Dounray dilemma of sunken atomic junkyard

A deep hole on a remote Scottish cliff top is one of Britain's two most awkward and dangerous radioactive sites. Yesterday its owners, the UK Atomic Energy Authority (UKAEA), announced three more research contracts into how the Dounreay waste shaft can be made permanently safe.

It has promised to present firm proposals to ministers by the end of this year. One option is to freeze the 200ft depth of the water-filled, vertical shaft. But, whatever solution is embraced, the highest priorities will be to eliminate the risk of a chemical explosion or a ``criticality'' - a runaway nuclear chain-reaction.

For 20 years, starting in 1957, radioactive waste from Dounreay, on the northernmost coastline of mainline Britain, was dropped into the shaft; a volume equivalent to a medium-sized house took the plunge. It has left Dounreay under a pall of intense criticism and would never be contemplated today.

In 1977, a hydrogen explosion blew the concrete lid off the shaft, scattering small quantities of radioactive material. Dumping ceased and ever since the shaft has been monitored for any build-up of explosive gas. Were that to happen, nitrogen would be pumped in to prevent a blast.

But this is not a permanent solution; for the next few tens of thousands of years, any escape of waste from the shaft would be highly dangerous. Unless a breakwater is built, and that too is under consideration, the sea will breach the shaft in about 200 years. Only UKAEA's sealed-off Number One pile at Windscale, Cumbria, site of the 1957 reactor fire which was Britain's worst nuclear accident, presents greater clean-up difficulties.

The UKAEA Dounreay director, Roy Nelson, said: ``Clearly, the shaft is the most challenging task we face here.'' A solution will cost hundreds of millions of pounds. Dounreay, 20 miles from John O'Groats, was where Britain spent 40 years trying to perfect the fast-breeder reactor, which turns uranium into plutonium - ``breeding'' its own fuel.

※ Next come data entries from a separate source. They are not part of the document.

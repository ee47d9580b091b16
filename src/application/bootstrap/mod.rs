pub mod persistence;
pub mod services;
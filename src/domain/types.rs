//! Tagged sum types shared across the signal core and the execution pipeline.
//!
//! Modeled as Rust enums rather than loose string fields so illegal states
//! (an unknown dex, a typo'd close reason) are caught at construction instead
//! of surfacing as a runtime string mismatch.

use serde::{Deserialize, Serialize};
use std::fmt;
use std::str::FromStr;

#[derive(Debug, Clone, Copy, PartialEq, Eq, Hash, Serialize, Deserialize)]
#[serde(rename_all = "lowercase")]
pub enum Dex {
    Uniswap,
    Aerodrome,
    Pancake,
}

impl fmt::Display for Dex {
    fn fmt(&self, f: &mut fmt::Formatter<'_>) -> fmt::Result {
        match self {
            Dex::Uniswap => write!(f, "uniswap"),
            Dex::Aerodrome => write!(f, "aerodrome"),
            Dex::Pancake => write!(f, "pancake"),
        }
    }
}

impl FromStr for Dex {
    type Err = anyhow::Error;
    fn from_str(s: &str) -> Result<Self, Self::Err> {
        match s.to_ascii_lowercase().as_str() {
            "uniswap" => Ok(Dex::Uniswap),
            "aerodrome" => Ok(Dex::Aerodrome),
            "pancake" => Ok(Dex::Pancake),
            other => anyhow::bail!("unknown dex: {other}"),
        }
    }
}

/// Trend of the underlying price at the bar an episode opened or re-opened.
#[derive(Debug, Clone, Copy, PartialEq, Eq, Serialize, Deserialize)]
#[serde(rename_all = "snake_case")]
pub enum Trend {
    Up,
    Down,
}

impl Trend {
    pub fn at(ema_fast: f64, ema_slow: f64) -> Self {
        if ema_fast > ema_slow { Trend::Up } else { Trend::Down }
    }

    /// `mode_on_open` string form: `trend_up` / `trend_down`.
    pub fn mode_str(&self) -> &'static str {
        match self {
            Trend::Up => "trend_up",
            Trend::Down => "trend_down",
        }
    }
}

/// Which token is expected to carry the larger share of value in the band.
#[derive(Debug, Clone, Copy, PartialEq, Eq, Serialize, Deserialize)]
#[serde(rename_all = "snake_case")]
pub enum Majority {
    Token1,
    Token2,
}

impl Majority {
    /// Majority tracks trend: down opens with token1 major, up with token2.
    pub fn for_trend(trend: Trend) -> Self {
        match trend {
            Trend::Down => Majority::Token1,
            Trend::Up => Majority::Token2,
        }
    }
}

/// Regime an episode's band was sized for.
#[derive(Debug, Clone, PartialEq, Eq, Serialize, Deserialize)]
#[serde(rename_all = "snake_case")]
pub enum PoolType {
    Standard,
    HighVol,
    Tier(String),
}

impl PoolType {
    /// The key used to compare against a tier's `name` / `allowed_from` list.
    pub fn key(&self) -> &str {
        match self {
            PoolType::Standard => "standard",
            PoolType::HighVol => "high_vol",
            PoolType::Tier(name) => name.as_str(),
        }
    }

    pub fn tier(name: impl Into<String>) -> Self {
        let name = name.into();
        match name.as_str() {
            "standard" => PoolType::Standard,
            "high_vol" => PoolType::HighVol,
            _ => PoolType::Tier(name),
        }
    }
}

impl fmt::Display for PoolType {
    fn fmt(&self, f: &mut fmt::Formatter<'_>) -> fmt::Result {
        write!(f, "{}", self.key())
    }
}

/// Why an episode closed.
#[derive(Debug, Clone, PartialEq, Eq, Serialize, Deserialize)]
#[serde(rename_all = "snake_case")]
pub enum CloseReason {
    CrossMax,
    CrossMin,
    HighVol,
    Tighten(String),
}

impl fmt::Display for CloseReason {
    fn fmt(&self, f: &mut fmt::Formatter<'_>) -> fmt::Result {
        match self {
            CloseReason::CrossMax => write!(f, "cross_max"),
            CloseReason::CrossMin => write!(f, "cross_min"),
            CloseReason::HighVol => write!(f, "high_vol"),
            CloseReason::Tighten(name) => write!(f, "tighten_{name}"),
        }
    }
}

#[derive(Debug, Clone, Copy, PartialEq, Eq, Serialize, Deserialize)]
#[serde(rename_all = "UPPERCASE")]
pub enum IndicatorSetStatus {
    Active,
    Retired,
}

#[derive(Debug, Clone, Copy, PartialEq, Eq, Serialize, Deserialize)]
#[serde(rename_all = "UPPERCASE")]
pub enum StrategyStatus {
    Active,
    Paused,
}

#[derive(Debug, Clone, Copy, PartialEq, Eq, Serialize, Deserialize)]
#[serde(rename_all = "UPPERCASE")]
pub enum EpisodeStatus {
    Open,
    Closed,
}

#[derive(Debug, Clone, Copy, PartialEq, Eq, Serialize, Deserialize)]
#[serde(rename_all = "snake_case")]
pub enum WithdrawMode {
    Pool,
    All,
}

impl fmt::Display for WithdrawMode {
    fn fmt(&self, f: &mut fmt::Formatter<'_>) -> fmt::Result {
        match self {
            WithdrawMode::Pool => write!(f, "pool"),
            WithdrawMode::All => write!(f, "all"),
        }
    }
}

#[cfg(test)]
mod tests {
    use super::*;

    #[test]
    fn trend_follows_ema_cross() {
        assert_eq!(Trend::at(1.1, 1.0), Trend::Up);
        assert_eq!(Trend::at(1.0, 1.1), Trend::Down);
        assert_eq!(Trend::at(1.0, 1.0), Trend::Down);
    }

    #[test]
    fn majority_tracks_trend() {
        assert_eq!(Majority::for_trend(Trend::Up), Majority::Token2);
        assert_eq!(Majority::for_trend(Trend::Down), Majority::Token1);
    }

    #[test]
    fn pool_type_key_round_trips() {
        assert_eq!(PoolType::tier("standard").key(), "standard");
        assert_eq!(PoolType::tier("high_vol").key(), "high_vol");
        assert_eq!(PoolType::tier("tight").key(), "tight");
    }

    #[test]
    fn dex_from_str_rejects_unknown() {
        assert!(Dex::from_str("uniswap").is_ok());
        assert!(Dex::from_str("sushiswap").is_err());
    }
}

Three reactors were built and all have shut. The programme was killed because of costs, but the site will employ hundreds of people and absorb billions of pounds into the next century. The 15ft-diameter shaft was used to haul away rock carved out when a tunnel was bored out to sea, taking Dounreay's liquid low-level radioactive waste 600 yards offshore.

In the 1950s, permission was obtained to use the shaft as a dump for low and intermediate-level radioactive waste. A concrete plug was placed at the bottom to seal the shaft from the tunnel and the sea. Some 10,000 items were taken there in flasks from plants and laboratories around Dounreay. These would open and the waste plunge into the fresh water which had seeped in. UKAEA has been combing old logbooks to find out what was dumped and has interviewed retired Dounreay workers.

Items as big as lathes went down the shaft. So did glove boxes, used to shield workers as they manipulated highly radioactive materials. The 1977 explosion was caused by a mixture of sodium and potassium, the volatile coolant in fast-breeder reactors, inadvertently dumped in the shaft. The mixture reacted with water to produce hydrogen. All that was needed was a spark to ignite it and because sodium burns in air, that was readily available.

It will take thousands of years for radioactivity in the waste to decay to negligible levels. Making it safe in the long term may require pulling it out of the shaft and placing it in a permanent repository. It is too dangerous a task for humans, so remote-controlled arms and grabs combined with closed-circuit television will be used. The worst nightmare is a nuclear chain-reaction beginning in a sludge of uranium and plutonium particles which may build up at the bottom of the shaft.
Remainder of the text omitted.